Described as a “light hearted Lovecraftian game of urban destruction” on the game’s Kickstarter page, Chevalier incentivized funding by offering rewards such as pewter game figurines for backers that gave more than $75.
Unfortunately, the game never materialized, despite Chevalier making updates on the progress on the game throughout 2013.
“This is not an easy update to write,” Chevalier wrote on an update on the Kickstarter page. “The short version: The project is over, the game is canceled.”
In the last update on the Kickstarter page – posted on June 13, 2013 – he wrote about personally refunding the backers, starting with the ones that gave the most money first, and then moving down each "tier" of pledge amounts.
The FTC complaint claims that he spent the raised funds on personal expenses such as rent and moving costs rather than on the actual production of the game.

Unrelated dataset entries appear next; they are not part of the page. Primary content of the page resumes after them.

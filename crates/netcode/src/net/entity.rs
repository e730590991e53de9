use std::collections::HashMap;

use glam::Vec3;

use super::protocol::Snapshot;

#[derive(Debug, Clone, Copy, PartialEq, Default)]
pub struct Transform {
    pub position: Vec3,
    /// Euler angles in degrees.
    pub orientation: Vec3,
}

impl Transform {
    pub fn new(position: Vec3, orientation: Vec3) -> Self {
        Self {
            position,
            orientation,
        }
    }
}

/// A locally simulated object whose state is synchronized through snapshots.
pub trait NetEntity: Sized {
    fn transform(&self) -> Transform;
    fn set_transform(&mut self, transform: Transform);

    /// Releases whatever the entity owns outside the registry.
    fn destroy(self) {}
}

impl Snapshot {
    pub fn capture<E: NetEntity>(server_id: i32, entity: &E) -> Self {
        let transform = entity.transform();
        Self::new(server_id, transform.position, transform.orientation)
    }

    pub fn transform(&self) -> Transform {
        Transform::new(self.position, self.orientation)
    }

    pub fn apply<E: NetEntity>(&self, entity: &mut E) {
        entity.set_transform(self.transform());
    }
}

/// Entities keyed by server id. There is never more than one live entity per id.
#[derive(Debug)]
pub struct EntityRegistry<E: NetEntity> {
    entities: HashMap<i32, E>,
}

impl<E: NetEntity> Default for EntityRegistry<E> {
    fn default() -> Self {
        Self::new()
    }
}

impl<E: NetEntity> EntityRegistry<E> {
    pub fn new() -> Self {
        Self {
            entities: HashMap::new(),
        }
    }

    pub fn get(&self, server_id: i32) -> Option<&E> {
        self.entities.get(&server_id)
    }

    pub fn get_mut(&mut self, server_id: i32) -> Option<&mut E> {
        self.entities.get_mut(&server_id)
    }

    pub fn contains(&self, server_id: i32) -> bool {
        self.entities.contains_key(&server_id)
    }

    /// Installs `entity`, destroying the one previously registered under `server_id`.
    pub fn put(&mut self, server_id: i32, entity: E) -> bool {
        let replaced = self.kill(server_id);
        self.entities.insert(server_id, entity);
        replaced
    }

    pub fn kill(&mut self, server_id: i32) -> bool {
        match self.entities.remove(&server_id) {
            Some(entity) => {
                entity.destroy();
                true
            }
            None => false,
        }
    }

    pub fn clear(&mut self) {
        for (_, entity) in self.entities.drain() {
            entity.destroy();
        }
    }

    pub fn len(&self) -> usize {
        self.entities.len()
    }

    pub fn is_empty(&self) -> bool {
        self.entities.is_empty()
    }

    pub fn ids(&self) -> impl Iterator<Item = i32> + '_ {
        self.entities.keys().copied()
    }

    pub fn iter(&self) -> impl Iterator<Item = (i32, &E)> + '_ {
        self.entities.iter().map(|(id, entity)| (*id, entity))
    }
}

“Many consumers enjoy the opportunity to take part in the development of a product or service through crowdfunding, and they generally know there’s some uncertainty involved in helping start something new,” Jessica Rich, director of the FTC’s Bureau of Consumer Protection, said in a statement. “But consumers should able to trust their money will actually be spent on the project they funded.”
Chevalier has been fined $111,793.71 as part of his settlement with the FTC, although he cannot currently afford to pay it. He is also barred from making misrepresentations during other crowdfunding campaigns and is required to obey all refund policies.
Kickstarter has a refund policy, which states that creators who can’t complete their project need to find a solution. Possible steps include “offering refunds, detailing exactly how funds were used, and other actions to satisfy backers.” Creators are only considered to have remedied their situation if they have demonstrated that they used funds appropriately, have not made misrepresentations to their backers, and have offered to return any remaining funds to their backers. Creators who don’t satisfy these criteria expose themselves to legal action from their backers.
"Kickstarter creators have an incredible track record when it comes to following through on their promises," Kickstarter spokesperson David Gallagher said in a statement to the Washington Post. "But creators who abuse our system and backers’ trust expose themselves to legal action."
The crowdfunding platform does indeed have a lot of success stories. The Pebble smartwatch brought in over $10,000,000 over the course of its 60-day campaign in 2012. In 2015, a new, full-color version of the Pebble brought in over $20,000,000, making it the most funded Kickstarter project of all time.
Pillars of Eternity, a computer roleplaying game, raised over $4 million on Kickstarter and went on to be a critically acclaimed commercial success upon its March 2015 release.
And, perhaps as some consolation to Chevalier’s backers, “The Doom That Came to Atlantic City” was not entirely doomed after all. A company called Cryptozoic Entertainment saved the game, and gave a copy of it to all the backers of the Kickstarter project.